*Data provided*
++++++++
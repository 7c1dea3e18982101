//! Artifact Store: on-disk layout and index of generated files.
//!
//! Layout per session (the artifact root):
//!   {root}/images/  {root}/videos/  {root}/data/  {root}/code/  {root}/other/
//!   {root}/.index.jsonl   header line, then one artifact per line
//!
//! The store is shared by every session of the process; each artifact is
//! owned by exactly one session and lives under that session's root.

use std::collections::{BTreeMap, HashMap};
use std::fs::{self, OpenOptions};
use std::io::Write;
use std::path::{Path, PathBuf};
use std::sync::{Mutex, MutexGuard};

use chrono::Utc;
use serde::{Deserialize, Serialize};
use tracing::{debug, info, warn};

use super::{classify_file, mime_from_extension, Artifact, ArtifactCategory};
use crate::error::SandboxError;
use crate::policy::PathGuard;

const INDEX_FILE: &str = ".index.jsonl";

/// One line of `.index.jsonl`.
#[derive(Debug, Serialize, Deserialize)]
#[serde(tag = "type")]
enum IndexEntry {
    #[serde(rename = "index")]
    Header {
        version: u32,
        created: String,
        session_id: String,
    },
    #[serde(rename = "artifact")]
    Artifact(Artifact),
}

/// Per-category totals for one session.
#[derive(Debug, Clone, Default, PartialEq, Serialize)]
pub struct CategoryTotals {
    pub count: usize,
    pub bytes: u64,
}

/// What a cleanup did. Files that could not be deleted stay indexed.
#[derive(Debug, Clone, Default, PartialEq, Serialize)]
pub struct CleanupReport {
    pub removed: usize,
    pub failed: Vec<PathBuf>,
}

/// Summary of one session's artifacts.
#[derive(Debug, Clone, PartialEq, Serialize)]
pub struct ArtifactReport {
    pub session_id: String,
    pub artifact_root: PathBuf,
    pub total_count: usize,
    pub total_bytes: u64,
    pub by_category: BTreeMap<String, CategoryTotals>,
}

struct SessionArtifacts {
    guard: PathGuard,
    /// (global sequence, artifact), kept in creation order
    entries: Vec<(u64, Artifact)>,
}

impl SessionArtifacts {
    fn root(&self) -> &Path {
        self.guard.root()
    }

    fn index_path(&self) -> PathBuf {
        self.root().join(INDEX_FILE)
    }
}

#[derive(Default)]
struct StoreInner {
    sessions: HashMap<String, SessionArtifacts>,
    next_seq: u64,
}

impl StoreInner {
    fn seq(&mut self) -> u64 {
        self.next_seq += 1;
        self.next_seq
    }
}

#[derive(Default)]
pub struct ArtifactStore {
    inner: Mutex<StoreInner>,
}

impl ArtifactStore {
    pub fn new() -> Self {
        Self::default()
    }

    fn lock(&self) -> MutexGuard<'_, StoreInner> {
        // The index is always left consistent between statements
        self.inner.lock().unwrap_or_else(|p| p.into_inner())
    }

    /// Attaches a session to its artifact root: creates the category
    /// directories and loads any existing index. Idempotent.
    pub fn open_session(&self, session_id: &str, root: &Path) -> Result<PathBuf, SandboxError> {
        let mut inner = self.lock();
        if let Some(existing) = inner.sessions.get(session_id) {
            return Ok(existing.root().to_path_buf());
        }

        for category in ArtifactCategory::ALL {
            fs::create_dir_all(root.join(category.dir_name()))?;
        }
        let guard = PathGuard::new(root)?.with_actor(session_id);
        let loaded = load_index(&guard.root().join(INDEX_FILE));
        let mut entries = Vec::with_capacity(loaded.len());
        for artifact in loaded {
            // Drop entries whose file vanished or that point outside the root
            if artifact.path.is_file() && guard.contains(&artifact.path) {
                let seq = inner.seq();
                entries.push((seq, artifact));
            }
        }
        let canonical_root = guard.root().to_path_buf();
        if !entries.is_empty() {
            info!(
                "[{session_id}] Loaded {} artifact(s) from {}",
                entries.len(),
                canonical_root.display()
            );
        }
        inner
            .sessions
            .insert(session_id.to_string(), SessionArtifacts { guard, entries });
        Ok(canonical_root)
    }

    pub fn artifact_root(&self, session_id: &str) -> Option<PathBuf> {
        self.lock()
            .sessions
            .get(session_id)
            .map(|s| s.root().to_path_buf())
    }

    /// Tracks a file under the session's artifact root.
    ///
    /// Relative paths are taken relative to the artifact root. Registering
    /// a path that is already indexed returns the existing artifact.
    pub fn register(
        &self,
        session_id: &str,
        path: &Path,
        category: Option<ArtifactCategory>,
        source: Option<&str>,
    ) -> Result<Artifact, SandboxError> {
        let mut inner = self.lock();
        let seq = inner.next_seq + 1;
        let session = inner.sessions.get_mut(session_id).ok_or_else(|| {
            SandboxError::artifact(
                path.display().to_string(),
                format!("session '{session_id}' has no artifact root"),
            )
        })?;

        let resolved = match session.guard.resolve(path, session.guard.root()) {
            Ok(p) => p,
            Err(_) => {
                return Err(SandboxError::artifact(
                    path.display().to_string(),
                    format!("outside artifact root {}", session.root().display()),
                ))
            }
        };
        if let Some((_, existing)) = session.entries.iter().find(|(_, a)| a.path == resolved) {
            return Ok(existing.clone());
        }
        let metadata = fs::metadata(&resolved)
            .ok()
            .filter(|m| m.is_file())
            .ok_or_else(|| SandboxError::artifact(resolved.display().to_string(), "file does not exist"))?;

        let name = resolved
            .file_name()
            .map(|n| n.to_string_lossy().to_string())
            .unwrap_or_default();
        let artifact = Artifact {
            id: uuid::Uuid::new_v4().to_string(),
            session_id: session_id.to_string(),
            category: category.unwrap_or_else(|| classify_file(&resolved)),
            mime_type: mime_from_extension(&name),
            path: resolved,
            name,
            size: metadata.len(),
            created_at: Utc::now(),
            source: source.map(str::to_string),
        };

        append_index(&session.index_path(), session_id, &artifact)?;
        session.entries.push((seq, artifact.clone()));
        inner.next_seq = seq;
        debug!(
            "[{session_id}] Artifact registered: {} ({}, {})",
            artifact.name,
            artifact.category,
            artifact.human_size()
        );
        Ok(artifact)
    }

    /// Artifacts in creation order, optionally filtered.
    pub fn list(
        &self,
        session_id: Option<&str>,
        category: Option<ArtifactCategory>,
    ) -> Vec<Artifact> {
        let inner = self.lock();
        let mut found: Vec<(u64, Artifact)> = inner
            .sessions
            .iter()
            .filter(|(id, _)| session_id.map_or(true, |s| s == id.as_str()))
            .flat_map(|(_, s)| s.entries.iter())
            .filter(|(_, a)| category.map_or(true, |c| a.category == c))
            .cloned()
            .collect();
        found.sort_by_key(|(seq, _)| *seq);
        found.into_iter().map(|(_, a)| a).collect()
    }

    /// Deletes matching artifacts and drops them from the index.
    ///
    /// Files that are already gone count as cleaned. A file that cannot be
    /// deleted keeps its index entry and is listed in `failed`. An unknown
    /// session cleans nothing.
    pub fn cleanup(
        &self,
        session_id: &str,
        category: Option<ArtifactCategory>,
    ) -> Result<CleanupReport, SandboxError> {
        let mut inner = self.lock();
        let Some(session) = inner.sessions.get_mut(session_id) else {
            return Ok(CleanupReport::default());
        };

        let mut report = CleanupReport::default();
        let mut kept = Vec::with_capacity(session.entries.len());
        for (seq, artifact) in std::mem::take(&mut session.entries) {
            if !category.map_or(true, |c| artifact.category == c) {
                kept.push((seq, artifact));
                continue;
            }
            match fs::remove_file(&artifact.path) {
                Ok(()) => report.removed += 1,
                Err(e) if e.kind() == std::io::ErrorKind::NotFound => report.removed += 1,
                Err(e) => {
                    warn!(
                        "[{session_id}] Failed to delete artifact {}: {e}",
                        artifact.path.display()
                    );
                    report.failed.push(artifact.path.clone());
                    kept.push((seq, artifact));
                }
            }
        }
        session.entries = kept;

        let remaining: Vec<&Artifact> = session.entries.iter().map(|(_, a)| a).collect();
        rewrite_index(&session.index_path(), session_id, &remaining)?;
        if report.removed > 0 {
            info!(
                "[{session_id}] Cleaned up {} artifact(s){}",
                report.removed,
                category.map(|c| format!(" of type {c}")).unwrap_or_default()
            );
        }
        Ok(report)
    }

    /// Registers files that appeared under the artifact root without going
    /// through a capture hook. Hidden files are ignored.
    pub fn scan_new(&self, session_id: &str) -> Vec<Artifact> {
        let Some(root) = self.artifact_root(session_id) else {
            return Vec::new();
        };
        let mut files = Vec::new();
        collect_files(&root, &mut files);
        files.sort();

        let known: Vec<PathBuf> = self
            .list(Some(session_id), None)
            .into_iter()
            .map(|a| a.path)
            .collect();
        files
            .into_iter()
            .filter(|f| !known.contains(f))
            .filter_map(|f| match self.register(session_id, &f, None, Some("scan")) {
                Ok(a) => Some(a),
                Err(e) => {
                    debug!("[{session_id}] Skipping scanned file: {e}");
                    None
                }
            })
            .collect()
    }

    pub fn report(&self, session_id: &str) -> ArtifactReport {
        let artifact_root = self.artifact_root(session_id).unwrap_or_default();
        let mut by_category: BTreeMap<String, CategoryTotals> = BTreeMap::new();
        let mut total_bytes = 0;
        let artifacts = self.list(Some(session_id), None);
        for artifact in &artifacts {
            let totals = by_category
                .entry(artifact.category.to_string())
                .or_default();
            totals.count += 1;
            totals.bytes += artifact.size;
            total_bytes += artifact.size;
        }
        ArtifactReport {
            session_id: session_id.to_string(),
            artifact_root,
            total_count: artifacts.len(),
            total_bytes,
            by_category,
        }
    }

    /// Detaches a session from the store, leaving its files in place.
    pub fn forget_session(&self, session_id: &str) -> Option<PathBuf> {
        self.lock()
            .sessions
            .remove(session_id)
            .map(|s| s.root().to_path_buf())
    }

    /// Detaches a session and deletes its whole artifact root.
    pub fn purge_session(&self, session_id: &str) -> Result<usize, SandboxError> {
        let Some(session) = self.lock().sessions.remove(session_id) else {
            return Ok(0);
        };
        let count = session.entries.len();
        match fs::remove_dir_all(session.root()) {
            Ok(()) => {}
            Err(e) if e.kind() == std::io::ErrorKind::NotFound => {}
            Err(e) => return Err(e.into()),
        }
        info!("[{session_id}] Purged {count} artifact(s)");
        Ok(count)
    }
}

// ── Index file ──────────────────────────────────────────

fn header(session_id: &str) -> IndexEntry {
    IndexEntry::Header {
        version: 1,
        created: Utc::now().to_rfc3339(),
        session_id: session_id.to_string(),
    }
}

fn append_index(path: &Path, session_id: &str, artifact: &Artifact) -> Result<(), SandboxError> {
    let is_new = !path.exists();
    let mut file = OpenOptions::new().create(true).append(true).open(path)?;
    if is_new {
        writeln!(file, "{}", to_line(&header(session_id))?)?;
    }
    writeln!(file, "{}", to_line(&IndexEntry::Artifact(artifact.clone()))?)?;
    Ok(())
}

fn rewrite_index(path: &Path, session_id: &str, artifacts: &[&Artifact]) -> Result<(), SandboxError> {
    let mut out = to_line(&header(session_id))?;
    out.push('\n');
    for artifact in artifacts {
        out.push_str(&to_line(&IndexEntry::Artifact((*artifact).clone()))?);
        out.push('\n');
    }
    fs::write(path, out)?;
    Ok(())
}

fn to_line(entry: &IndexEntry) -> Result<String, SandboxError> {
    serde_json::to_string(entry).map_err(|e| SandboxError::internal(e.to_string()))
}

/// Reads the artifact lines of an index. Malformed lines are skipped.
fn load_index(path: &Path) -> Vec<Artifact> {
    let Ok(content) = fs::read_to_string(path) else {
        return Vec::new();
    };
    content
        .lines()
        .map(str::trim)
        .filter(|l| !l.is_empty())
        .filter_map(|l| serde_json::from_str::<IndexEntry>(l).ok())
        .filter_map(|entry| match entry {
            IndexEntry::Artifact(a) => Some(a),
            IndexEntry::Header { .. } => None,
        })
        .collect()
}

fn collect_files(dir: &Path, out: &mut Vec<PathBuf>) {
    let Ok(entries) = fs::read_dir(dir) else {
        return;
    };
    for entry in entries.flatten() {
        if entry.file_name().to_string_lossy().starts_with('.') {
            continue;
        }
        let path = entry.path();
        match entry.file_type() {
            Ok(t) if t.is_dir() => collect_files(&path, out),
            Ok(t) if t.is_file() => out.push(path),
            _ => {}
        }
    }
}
++++++++
*Work instructions*
Every line above carrying the word "None" needs to be shown.

*Answer section*
            .list(Some(session_id), None)
            .filter_map(|f| match self.register(session_id, &f, None, Some("scan")) {
                    None
        let artifacts = self.list(Some(session_id), None);
            IndexEntry::Header { .. } => None,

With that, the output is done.